## Working data
use approx::assert_abs_diff_eq;
use glycorisk::driver::{PredictionError, evaluate, predict};
use glycorisk::model::artifact::{Estimator, TrainedModel};
use glycorisk::pipeline::{ReconcileError, ReconcileStrategy};
use glycorisk::record::RawRecord;
use glycorisk::schema::clinical_feature_names;
use tempfile::tempdir;

fn logistic(feature_names: Option<Vec<String>>, n_features: Option<usize>, width: usize) -> TrainedModel {
    let mut coefficients = vec![0.0; width];
    coefficients[0] = 0.5;
    TrainedModel {
        feature_names,
        n_features,
        standardizer: None,
        estimator: Estimator::LogisticRegression {
            intercept: -1.0,
            coefficients,
            threshold: 0.5,
        },
    }
}

fn record(json: &str) -> RawRecord {
    RawRecord::from_json_str(json).unwrap()
}

#[test]
fn count_only_clinical_model_reconciles_survey_records() {
    let model = logistic(None, Some(8), 8);
    let verdict = predict(&model, &record(r#"{"age": 13, "highBP": 0, "sex": 1}"#)).unwrap();

    assert_eq!(verdict.strategy, ReconcileStrategy::Categorical);
    assert_eq!(verdict.used_features.names(), &clinical_feature_names()[..]);
    assert_eq!(verdict.used_features.get("Pregnancies"), Some(0.0));
    assert_eq!(verdict.used_features.get("BloodPressure"), Some(72.0));
    assert_eq!(verdict.used_features.get("Age"), Some(80.0));
    // Pregnancies is the only weighted column, so eta = -1.
    assert_abs_diff_eq!(verdict.probability, 1.0 / (1.0 + 1.0_f64.exp()), epsilon = 1e-12);
    assert_eq!(verdict.risk_score, 26);
    assert_eq!(verdict.prediction, 0);
}

#[test]
fn count_only_model_of_another_width_is_rejected() {
    let model = logistic(None, Some(5), 5);
    let err = predict(&model, &record(r#"{"age": 3}"#)).unwrap_err();
    assert!(matches!(
        err,
        PredictionError::Reconcile(ReconcileError::UnorderedSchema { count: 5 })
    ));
}

#[test]
fn nameless_model_receives_the_record_as_is() {
    let model = logistic(None, None, 2);
    let verdict = predict(&model, &record(r#"{"Pregnancies": 4, "Other": 1}"#)).unwrap();
    assert_eq!(verdict.strategy, ReconcileStrategy::PassThrough);
    assert_eq!(verdict.used_features.names(), &["pregnancies", "other"]);
    assert_eq!(verdict.prediction, 1);
}

#[test]
fn snake_case_names_align_with_camel_case_input() {
    let model = logistic(
        Some(vec!["blood_glucose".to_string(), "body_mass_index".to_string()]),
        None,
        2,
    );
    let verdict = predict(
        &model,
        &record(r#"{"bloodGlucose": 6, "bodyMassIndex": "27.5", "ignored": true}"#),
    )
    .unwrap();
    assert_eq!(verdict.strategy, ReconcileStrategy::Aligned);
    assert_eq!(verdict.used_features.get("blood_glucose"), Some(6.0));
    assert_eq!(verdict.used_features.get("body_mass_index"), Some(27.5));
    assert_eq!(verdict.prediction, 1);
    assert_eq!(verdict.risk_score, 88);
}

#[test]
fn svc_model_reports_zero_probability() {
    let model = TrainedModel {
        feature_names: Some(vec!["Glucose".to_string()]),
        n_features: None,
        standardizer: None,
        estimator: Estimator::LinearSvc {
            intercept: -100.0,
            coefficients: vec![1.0],
        },
    };
    let verdict = predict(&model, &record(r#"{"glucose": 180}"#)).unwrap();
    assert_eq!(verdict.prediction, 1);
    assert_eq!(verdict.probability, 0.0);
    assert_eq!(verdict.risk_score, 0);
}

#[test]
fn evaluate_loads_a_saved_model() {
    let dir = tempdir().unwrap();
    let path = dir.path().join("diabetes_model.toml");
    logistic(Some(clinical_feature_names()), Some(8), 8)
        .save(&path)
        .unwrap();

    let evaluation = evaluate(&br#"{"Pregnancies": 2}"#[..], Some(path.as_path())).unwrap();
    assert_eq!(evaluation.verdict.strategy, ReconcileStrategy::Aligned);
    // eta = 0 lands exactly on the decision threshold.
    assert_eq!(evaluation.verdict.prediction, 1);
    assert_eq!(evaluation.verdict.risk_score, 50);
    assert_eq!(evaluation.record.number("Pregnancies"), Some(2.0));
}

## Task
Copy the data above in full, character for character.

## Reply
use approx::assert_abs_diff_eq;
use glycorisk::driver::{PredictionError, evaluate, predict};
use glycorisk::model::artifact::{Estimator, TrainedModel};
use glycorisk::pipeline::{ReconcileError, ReconcileStrategy};
use glycorisk::record::RawRecord;
use glycorisk::schema::clinical_feature_names;
use tempfile::tempdir;

fn logistic(feature_names: Option<Vec<String>>, n_features: Option<usize>, width: usize) -> TrainedModel {
    let mut coefficients = vec![0.0; width];
    coefficients[0] = 0.5;
    TrainedModel {
        feature_names,
        n_features,
        standardizer: None,
        estimator: Estimator::LogisticRegression {
            intercept: -1.0,
            coefficients,
            threshold: 0.5,
        },
    }
}

fn record(json: &str) -> RawRecord {
    RawRecord::from_json_str(json).unwrap()
}

#[test]
fn count_only_clinical_model_reconciles_survey_records() {
    let model = logistic(None, Some(8), 8);
    let verdict = predict(&model, &record(r#"{"age": 13, "highBP": 0, "sex": 1}"#)).unwrap();

    assert_eq!(verdict.strategy, ReconcileStrategy::Categorical);
    assert_eq!(verdict.used_features.names(), &clinical_feature_names()[..]);
    assert_eq!(verdict.used_features.get("Pregnancies"), Some(0.0));
    assert_eq!(verdict.used_features.get("BloodPressure"), Some(72.0));
    assert_eq!(verdict.used_features.get("Age"), Some(80.0));
    // Pregnancies is the only weighted column, so eta = -1.
    assert_abs_diff_eq!(verdict.probability, 1.0 / (1.0 + 1.0_f64.exp()), epsilon = 1e-12);
    assert_eq!(verdict.risk_score, 26);
    assert_eq!(verdict.prediction, 0);
}

#[test]
fn count_only_model_of_another_width_is_rejected() {
    let model = logistic(None, Some(5), 5);
    let err = predict(&model, &record(r#"{"age": 3}"#)).unwrap_err();
    assert!(matches!(
        err,
        PredictionError::Reconcile(ReconcileError::UnorderedSchema { count: 5 })
    ));
}

#[test]
fn nameless_model_receives_the_record_as_is() {
    let model = logistic(None, None, 2);
    let verdict = predict(&model, &record(r#"{"Pregnancies": 4, "Other": 1}"#)).unwrap();
    assert_eq!(verdict.strategy, ReconcileStrategy::PassThrough);
    assert_eq!(verdict.used_features.names(), &["pregnancies", "other"]);
    assert_eq!(verdict.prediction, 1);
}

#[test]
fn snake_case_names_align_with_camel_case_input() {
    let model = logistic(
        Some(vec!["blood_glucose".to_string(), "body_mass_index".to_string()]),
        None,
        2,
    );
    let verdict = predict(
        &model,
        &record(r#"{"bloodGlucose": 6, "bodyMassIndex": "27.5", "ignored": true}"#),
    )
    .unwrap();
    assert_eq!(verdict.strategy, ReconcileStrategy::Aligned);
    assert_eq!(verdict.used_features.get("blood_glucose"), Some(6.0));
    assert_eq!(verdict.used_features.get("body_mass_index"), Some(27.5));
    assert_eq!(verdict.prediction, 1);
    assert_eq!(verdict.risk_score, 88);
}

#[test]
fn svc_model_reports_zero_probability() {
    let model = TrainedModel {
        feature_names: Some(vec!["Glucose".to_string()]),
        n_features: None,
        standardizer: None,
        estimator: Estimator::LinearSvc {
            intercept: -100.0,
            coefficients: vec![1.0],
        },
    };
    let verdict = predict(&model, &record(r#"{"glucose": 180}"#)).unwrap();
    assert_eq!(verdict.prediction, 1);
    assert_eq!(verdict.probability, 0.0);
    assert_eq!(verdict.risk_score, 0);
}

#[test]
fn evaluate_loads_a_saved_model() {
    let dir = tempdir().unwrap();
    let path = dir.path().join("diabetes_model.toml");
    logistic(Some(clinical_feature_names()), Some(8), 8)
        .save(&path)
        .unwrap();

    let evaluation = evaluate(&br#"{"Pregnancies": 2}"#[..], Some(path.as_path())).unwrap();
    assert_eq!(evaluation.verdict.strategy, ReconcileStrategy::Aligned);
    // eta = 0 lands exactly on the decision threshold.
    assert_eq!(evaluation.verdict.prediction, 1);
    assert_eq!(evaluation.verdict.risk_score, 50);
    assert_eq!(evaluation.record.number("Pregnancies"), Some(2.0));
}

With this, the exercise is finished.